Data records -
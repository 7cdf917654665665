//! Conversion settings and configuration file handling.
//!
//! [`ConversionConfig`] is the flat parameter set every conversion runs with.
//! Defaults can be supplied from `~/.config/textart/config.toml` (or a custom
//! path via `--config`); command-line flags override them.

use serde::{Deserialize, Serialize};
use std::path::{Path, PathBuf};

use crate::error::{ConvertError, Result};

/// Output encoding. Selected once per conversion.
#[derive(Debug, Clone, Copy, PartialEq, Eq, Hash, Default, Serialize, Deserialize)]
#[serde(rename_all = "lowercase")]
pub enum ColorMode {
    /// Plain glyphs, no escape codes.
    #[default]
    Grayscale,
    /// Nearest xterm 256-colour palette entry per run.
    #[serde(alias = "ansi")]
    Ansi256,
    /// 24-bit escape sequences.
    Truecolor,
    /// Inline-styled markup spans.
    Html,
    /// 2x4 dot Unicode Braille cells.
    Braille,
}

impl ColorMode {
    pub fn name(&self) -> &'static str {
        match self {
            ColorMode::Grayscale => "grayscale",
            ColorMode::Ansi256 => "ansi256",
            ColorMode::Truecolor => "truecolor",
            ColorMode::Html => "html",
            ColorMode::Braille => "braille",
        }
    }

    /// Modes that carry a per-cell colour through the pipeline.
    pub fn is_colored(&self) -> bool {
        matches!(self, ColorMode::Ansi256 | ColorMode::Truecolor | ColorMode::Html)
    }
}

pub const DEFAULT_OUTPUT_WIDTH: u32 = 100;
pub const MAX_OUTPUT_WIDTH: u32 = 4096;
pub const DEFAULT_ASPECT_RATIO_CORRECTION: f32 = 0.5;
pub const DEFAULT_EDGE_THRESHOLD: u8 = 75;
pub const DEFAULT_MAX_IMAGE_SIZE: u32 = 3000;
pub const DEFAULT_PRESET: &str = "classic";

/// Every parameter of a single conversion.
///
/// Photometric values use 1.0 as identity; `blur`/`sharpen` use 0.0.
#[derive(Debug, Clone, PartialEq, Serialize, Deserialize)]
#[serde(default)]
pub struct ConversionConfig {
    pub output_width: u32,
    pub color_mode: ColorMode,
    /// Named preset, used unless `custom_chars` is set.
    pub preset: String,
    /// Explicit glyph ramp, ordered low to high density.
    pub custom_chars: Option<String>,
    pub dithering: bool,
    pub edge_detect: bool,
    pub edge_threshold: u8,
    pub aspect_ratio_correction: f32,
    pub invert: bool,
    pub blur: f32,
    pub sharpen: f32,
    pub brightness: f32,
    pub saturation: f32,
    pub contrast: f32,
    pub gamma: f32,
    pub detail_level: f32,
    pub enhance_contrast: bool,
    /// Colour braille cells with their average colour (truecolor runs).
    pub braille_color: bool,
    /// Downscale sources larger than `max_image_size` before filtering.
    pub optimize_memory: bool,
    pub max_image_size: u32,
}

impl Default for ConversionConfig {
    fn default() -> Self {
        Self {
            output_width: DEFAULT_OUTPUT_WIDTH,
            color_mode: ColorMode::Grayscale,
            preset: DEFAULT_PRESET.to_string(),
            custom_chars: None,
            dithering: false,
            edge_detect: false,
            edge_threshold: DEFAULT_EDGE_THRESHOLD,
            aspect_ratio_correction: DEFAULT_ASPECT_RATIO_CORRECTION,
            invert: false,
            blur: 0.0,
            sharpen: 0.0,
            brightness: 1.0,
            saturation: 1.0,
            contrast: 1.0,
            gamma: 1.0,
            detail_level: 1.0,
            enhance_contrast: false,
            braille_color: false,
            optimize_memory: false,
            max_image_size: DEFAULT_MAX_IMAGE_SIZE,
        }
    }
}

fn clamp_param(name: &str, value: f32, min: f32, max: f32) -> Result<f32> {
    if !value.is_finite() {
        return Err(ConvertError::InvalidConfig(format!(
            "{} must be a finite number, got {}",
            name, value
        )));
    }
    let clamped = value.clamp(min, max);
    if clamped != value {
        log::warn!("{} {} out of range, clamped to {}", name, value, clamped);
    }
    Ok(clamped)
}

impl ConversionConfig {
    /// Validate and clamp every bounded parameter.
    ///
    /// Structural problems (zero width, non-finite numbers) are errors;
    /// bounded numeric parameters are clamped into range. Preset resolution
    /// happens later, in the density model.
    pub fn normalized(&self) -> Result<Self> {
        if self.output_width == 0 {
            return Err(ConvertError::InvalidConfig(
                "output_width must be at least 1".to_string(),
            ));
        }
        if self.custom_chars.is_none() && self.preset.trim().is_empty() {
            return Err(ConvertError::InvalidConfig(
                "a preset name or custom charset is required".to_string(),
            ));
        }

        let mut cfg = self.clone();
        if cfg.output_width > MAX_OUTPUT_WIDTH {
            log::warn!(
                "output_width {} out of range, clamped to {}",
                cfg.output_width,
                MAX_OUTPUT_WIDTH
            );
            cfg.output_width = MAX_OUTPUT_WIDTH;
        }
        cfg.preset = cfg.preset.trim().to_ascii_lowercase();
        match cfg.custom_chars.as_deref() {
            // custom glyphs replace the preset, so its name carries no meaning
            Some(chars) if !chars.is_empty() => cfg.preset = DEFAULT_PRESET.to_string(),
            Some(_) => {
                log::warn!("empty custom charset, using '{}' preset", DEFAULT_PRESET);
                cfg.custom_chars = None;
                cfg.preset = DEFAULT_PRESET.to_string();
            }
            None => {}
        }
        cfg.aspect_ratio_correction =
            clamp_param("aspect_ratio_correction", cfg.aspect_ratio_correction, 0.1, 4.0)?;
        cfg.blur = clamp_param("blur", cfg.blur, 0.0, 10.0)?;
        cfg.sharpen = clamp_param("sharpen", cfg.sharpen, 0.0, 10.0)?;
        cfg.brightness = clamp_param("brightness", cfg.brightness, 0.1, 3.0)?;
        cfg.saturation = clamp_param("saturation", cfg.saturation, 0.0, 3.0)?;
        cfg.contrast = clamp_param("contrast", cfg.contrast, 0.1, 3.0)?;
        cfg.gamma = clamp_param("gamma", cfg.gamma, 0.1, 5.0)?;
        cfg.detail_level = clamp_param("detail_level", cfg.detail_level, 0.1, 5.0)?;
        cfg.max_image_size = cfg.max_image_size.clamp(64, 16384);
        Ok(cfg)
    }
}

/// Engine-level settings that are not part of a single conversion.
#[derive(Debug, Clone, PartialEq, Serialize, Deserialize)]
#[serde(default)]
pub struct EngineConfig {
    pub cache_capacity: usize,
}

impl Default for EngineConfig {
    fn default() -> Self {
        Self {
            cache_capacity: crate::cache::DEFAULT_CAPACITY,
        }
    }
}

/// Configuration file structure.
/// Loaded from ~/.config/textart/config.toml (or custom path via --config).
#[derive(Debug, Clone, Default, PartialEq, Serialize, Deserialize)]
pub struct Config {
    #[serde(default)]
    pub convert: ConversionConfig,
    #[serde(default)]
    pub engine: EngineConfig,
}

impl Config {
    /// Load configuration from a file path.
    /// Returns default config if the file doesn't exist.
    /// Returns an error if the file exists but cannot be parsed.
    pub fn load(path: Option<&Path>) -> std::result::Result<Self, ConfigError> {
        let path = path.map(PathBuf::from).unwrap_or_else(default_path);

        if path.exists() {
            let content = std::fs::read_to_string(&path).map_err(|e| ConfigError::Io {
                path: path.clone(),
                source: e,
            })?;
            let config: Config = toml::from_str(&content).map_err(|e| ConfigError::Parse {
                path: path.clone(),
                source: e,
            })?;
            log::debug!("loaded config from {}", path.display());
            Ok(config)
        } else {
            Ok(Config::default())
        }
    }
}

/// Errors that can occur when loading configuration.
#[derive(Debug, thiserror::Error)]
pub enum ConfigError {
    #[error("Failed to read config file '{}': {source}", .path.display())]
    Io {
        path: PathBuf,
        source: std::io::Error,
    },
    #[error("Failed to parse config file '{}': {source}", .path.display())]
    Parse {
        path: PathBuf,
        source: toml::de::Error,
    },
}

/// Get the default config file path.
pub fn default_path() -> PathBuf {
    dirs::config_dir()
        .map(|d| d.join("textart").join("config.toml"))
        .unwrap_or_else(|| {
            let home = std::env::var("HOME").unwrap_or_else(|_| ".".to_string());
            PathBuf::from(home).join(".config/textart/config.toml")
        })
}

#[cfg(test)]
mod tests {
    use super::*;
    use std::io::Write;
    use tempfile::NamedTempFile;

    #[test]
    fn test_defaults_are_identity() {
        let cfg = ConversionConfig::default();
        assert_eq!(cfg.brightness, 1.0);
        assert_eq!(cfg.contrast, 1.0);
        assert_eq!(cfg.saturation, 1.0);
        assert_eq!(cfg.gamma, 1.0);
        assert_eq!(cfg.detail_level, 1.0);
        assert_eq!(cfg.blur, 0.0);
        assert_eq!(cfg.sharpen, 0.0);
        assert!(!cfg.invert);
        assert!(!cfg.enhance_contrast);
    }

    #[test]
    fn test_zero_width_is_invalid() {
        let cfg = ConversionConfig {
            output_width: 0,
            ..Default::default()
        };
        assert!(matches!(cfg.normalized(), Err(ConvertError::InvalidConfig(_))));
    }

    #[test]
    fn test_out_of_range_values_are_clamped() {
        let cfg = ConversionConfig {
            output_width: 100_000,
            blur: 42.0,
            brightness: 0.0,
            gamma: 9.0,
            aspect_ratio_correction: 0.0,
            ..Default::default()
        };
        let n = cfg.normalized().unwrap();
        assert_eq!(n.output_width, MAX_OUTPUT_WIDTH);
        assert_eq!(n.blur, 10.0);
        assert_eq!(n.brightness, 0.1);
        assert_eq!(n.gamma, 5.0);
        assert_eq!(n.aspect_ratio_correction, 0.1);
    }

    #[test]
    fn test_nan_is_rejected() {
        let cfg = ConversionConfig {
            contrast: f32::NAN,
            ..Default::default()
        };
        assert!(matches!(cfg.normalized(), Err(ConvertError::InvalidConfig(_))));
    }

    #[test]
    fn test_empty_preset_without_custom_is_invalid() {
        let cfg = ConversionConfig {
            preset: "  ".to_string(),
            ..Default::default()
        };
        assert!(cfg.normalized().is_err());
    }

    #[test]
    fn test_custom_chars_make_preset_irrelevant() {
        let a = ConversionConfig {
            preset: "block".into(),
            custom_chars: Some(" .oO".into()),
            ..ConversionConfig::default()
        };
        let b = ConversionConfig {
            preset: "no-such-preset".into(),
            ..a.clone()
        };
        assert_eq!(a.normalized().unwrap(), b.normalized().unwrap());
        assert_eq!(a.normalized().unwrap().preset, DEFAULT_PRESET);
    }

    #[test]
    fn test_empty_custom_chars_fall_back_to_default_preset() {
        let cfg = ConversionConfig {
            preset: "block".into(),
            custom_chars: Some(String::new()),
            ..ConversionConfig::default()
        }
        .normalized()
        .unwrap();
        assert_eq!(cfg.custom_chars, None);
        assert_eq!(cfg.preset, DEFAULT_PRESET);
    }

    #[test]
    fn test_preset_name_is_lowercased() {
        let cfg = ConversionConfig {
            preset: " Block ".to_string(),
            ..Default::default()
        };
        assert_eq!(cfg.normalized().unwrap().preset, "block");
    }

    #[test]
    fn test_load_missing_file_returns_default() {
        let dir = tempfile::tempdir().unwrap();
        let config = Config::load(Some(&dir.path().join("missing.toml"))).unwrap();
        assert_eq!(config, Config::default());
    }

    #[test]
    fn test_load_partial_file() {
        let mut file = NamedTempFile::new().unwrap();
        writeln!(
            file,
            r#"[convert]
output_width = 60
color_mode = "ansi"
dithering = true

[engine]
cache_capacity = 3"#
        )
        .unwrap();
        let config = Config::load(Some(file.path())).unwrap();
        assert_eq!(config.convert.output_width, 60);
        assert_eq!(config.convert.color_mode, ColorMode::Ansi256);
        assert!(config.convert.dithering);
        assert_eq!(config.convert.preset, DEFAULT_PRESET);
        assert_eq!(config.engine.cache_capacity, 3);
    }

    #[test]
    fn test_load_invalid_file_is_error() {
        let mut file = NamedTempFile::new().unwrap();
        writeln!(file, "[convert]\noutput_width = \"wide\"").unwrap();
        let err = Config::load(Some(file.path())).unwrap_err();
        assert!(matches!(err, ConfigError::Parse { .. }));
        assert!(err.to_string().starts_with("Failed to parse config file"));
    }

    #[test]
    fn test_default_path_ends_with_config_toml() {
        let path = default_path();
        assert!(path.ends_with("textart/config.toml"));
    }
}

Task directions -
Only lines holding the word "Serialize" belong in the answer; copy each one from the material.

Result for this exercise -
use serde::{Deserialize, Serialize};
#[derive(Debug, Clone, Copy, PartialEq, Eq, Hash, Default, Serialize, Deserialize)]
#[derive(Debug, Clone, PartialEq, Serialize, Deserialize)]
#[derive(Debug, Clone, PartialEq, Serialize, Deserialize)]
#[derive(Debug, Clone, Default, PartialEq, Serialize, Deserialize)]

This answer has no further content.